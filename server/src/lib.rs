use axum::{
    body::Bytes,
    extract::{ws::WebSocketUpgrade, State as AxumState},
    http::{header, Method, StatusCode},
    response::IntoResponse,
    routing::{get, post},
    Router,
};
use casedrop_engine::{Layer, Memory, RngSecret, State};
use casedrop_types::{
    Case, CatalogSnapshot, Event, Key, Output, Pending, Player, PromoCode, RewardKind,
    RewardTableEntry, Submission, Transaction, Update, UpdatesFilter, Value,
};
use commonware_codec::{DecodeExt, Encode};
use commonware_cryptography::{
    ed25519::{Batch, PublicKey},
    BatchVerifier,
};
use commonware_utils::from_hex;
use futures::{SinkExt, StreamExt};
use std::{
    sync::Arc,
    time::{SystemTime, UNIX_EPOCH},
};
use tokio::sync::{broadcast, RwLock};
use tower_governor::{
    governor::GovernorConfigBuilder, key_extractor::SmartIpKeyExtractor, GovernorLayer,
};
use tower_http::cors::{Any, CorsLayer};

/// The storefront authority: executes signed transactions against in-memory
/// state and broadcasts resulting events to subscribers.
pub struct Storefront {
    secret: RngSecret,
    state: RwLock<Memory>,
    update_tx: broadcast::Sender<Vec<Event>>,
    mempool_tx: broadcast::Sender<Pending>,
}

impl Storefront {
    pub fn new(secret: RngSecret) -> Self {
        let (update_tx, _) = broadcast::channel(1024);
        let (mempool_tx, _) = broadcast::channel(1024);

        Self {
            secret,
            state: RwLock::new(Memory::default()),
            update_tx,
            mempool_tx,
        }
    }

    /// Seed the genesis state: the operator account and the launch catalog.
    ///
    /// The admin role can only be granted by an existing admin, so the first
    /// one is written directly.
    pub async fn bootstrap(&self, admin: PublicKey, catalog: Vec<Case>) {
        let mut state = self.state.write().await;

        let mut operator = Player::new("operator".to_string());
        operator.is_admin = true;
        state
            .insert(Key::Player(admin), Value::Player(operator))
            .await;

        let ids = catalog.iter().map(|case| case.id).collect();
        state.insert(Key::Catalog, Value::Catalog(ids)).await;
        for case in catalog {
            state.insert(Key::Case(case.id), Value::Case(case)).await;
        }
    }

    /// Seed a promo code.
    pub async fn seed_promo(&self, promo: PromoCode) {
        let mut state = self.state.write().await;
        state
            .insert(Key::Promo(promo.code.clone()), Value::Promo(promo))
            .await;
    }

    /// Verify, announce, and execute a batch of transactions.
    ///
    /// Execution is synchronous: once this returns, queries reflect the
    /// batch. Returns the events the batch produced.
    pub async fn submit_transactions(&self, transactions: Vec<Transaction>) -> Vec<Event> {
        // Batch verify signatures; only when the batch fails do we fall back
        // to checking each transaction, so one bad signature drops that
        // transaction rather than the whole submission.
        let mut batcher = Batch::new();
        for tx in &transactions {
            tx.verify_batch(&mut batcher);
        }
        let accepted: Vec<Transaction> = if batcher.verify(&mut rand::rngs::OsRng) {
            transactions
        } else {
            transactions
                .into_iter()
                .filter(|tx| {
                    let valid = tx.verify();
                    if !valid {
                        tracing::warn!(public = ?tx.public, nonce = tx.nonce, "dropping transaction with invalid signature");
                    }
                    valid
                })
                .collect()
        };
        if accepted.is_empty() {
            return Vec::new();
        }

        if let Err(e) = self.mempool_tx.send(Pending {
            transactions: accepted.clone(),
        }) {
            tracing::debug!("No mempool subscribers: {}", e);
        }

        let events = {
            let mut state = self.state.write().await;
            let mut layer = Layer::new(&*state, self.secret.clone(), current_time());
            let (outputs, _) = layer.execute(accepted).await;
            let changes = layer.commit();
            state.apply(changes).await;

            outputs
                .into_iter()
                .filter_map(|output| match output {
                    Output::Event(event) => Some(event),
                    Output::Transaction(_) => None,
                })
                .collect::<Vec<_>>()
        };

        if !events.is_empty() {
            if let Err(e) = self.update_tx.send(events.clone()) {
                tracing::debug!("No update subscribers: {}", e);
            }
        }
        events
    }

    pub async fn query_player(&self, public: &PublicKey) -> Option<Player> {
        let state = self.state.read().await;
        match state.get(&Key::Player(public.clone())).await {
            Some(Value::Player(player)) => Some(player),
            _ => None,
        }
    }

    pub async fn query_case(&self, case_id: u64) -> Option<Case> {
        let state = self.state.read().await;
        match state.get(&Key::Case(case_id)).await {
            Some(Value::Case(case)) => Some(case),
            _ => None,
        }
    }

    pub async fn query_session(&self, session_id: u64) -> Option<casedrop_types::OpeningSession> {
        let state = self.state.read().await;
        match state.get(&Key::Session(session_id)).await {
            Some(Value::Session(session)) => Some(session),
            _ => None,
        }
    }

    pub async fn query_catalog(&self) -> CatalogSnapshot {
        let state = self.state.read().await;
        let ids = match state.get(&Key::Catalog).await {
            Some(Value::Catalog(ids)) => ids,
            _ => Vec::new(),
        };

        let mut cases = Vec::with_capacity(ids.len());
        for id in ids {
            if let Some(Value::Case(case)) = state.get(&Key::Case(id)).await {
                cases.push(case);
            }
        }
        CatalogSnapshot { cases }
    }

    pub fn update_subscriber(&self) -> broadcast::Receiver<Vec<Event>> {
        self.update_tx.subscribe()
    }

    pub fn mempool_subscriber(&self) -> broadcast::Receiver<Pending> {
        self.mempool_tx.subscribe()
    }
}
------------
AIM OF THE TASK: Would you output, unchanged, each line from the start of the records to the line that holds "transactions against in-memory", both included and nothing else?

RESULT OF THIS EXERCISE:
filename server/src/lib.rs
use axum::{
    body::Bytes,
    extract::{ws::WebSocketUpgrade, State as AxumState},
    http::{header, Method, StatusCode},
    response::IntoResponse,
    routing::{get, post},
    Router,
};
use casedrop_engine::{Layer, Memory, RngSecret, State};
use casedrop_types::{
    Case, CatalogSnapshot, Event, Key, Output, Pending, Player, PromoCode, RewardKind,
    RewardTableEntry, Submission, Transaction, Update, UpdatesFilter, Value,
};
use commonware_codec::{DecodeExt, Encode};
use commonware_cryptography::{
    ed25519::{Batch, PublicKey},
    BatchVerifier,
};
use commonware_utils::from_hex;
use futures::{SinkExt, StreamExt};
use std::{
    sync::Arc,
    time::{SystemTime, UNIX_EPOCH},
};
use tokio::sync::{broadcast, RwLock};
use tower_governor::{
    governor::GovernorConfigBuilder, key_extractor::SmartIpKeyExtractor, GovernorLayer,
};
use tower_http::cors::{Any, CorsLayer};

/// The storefront authority: executes signed transactions against in-memory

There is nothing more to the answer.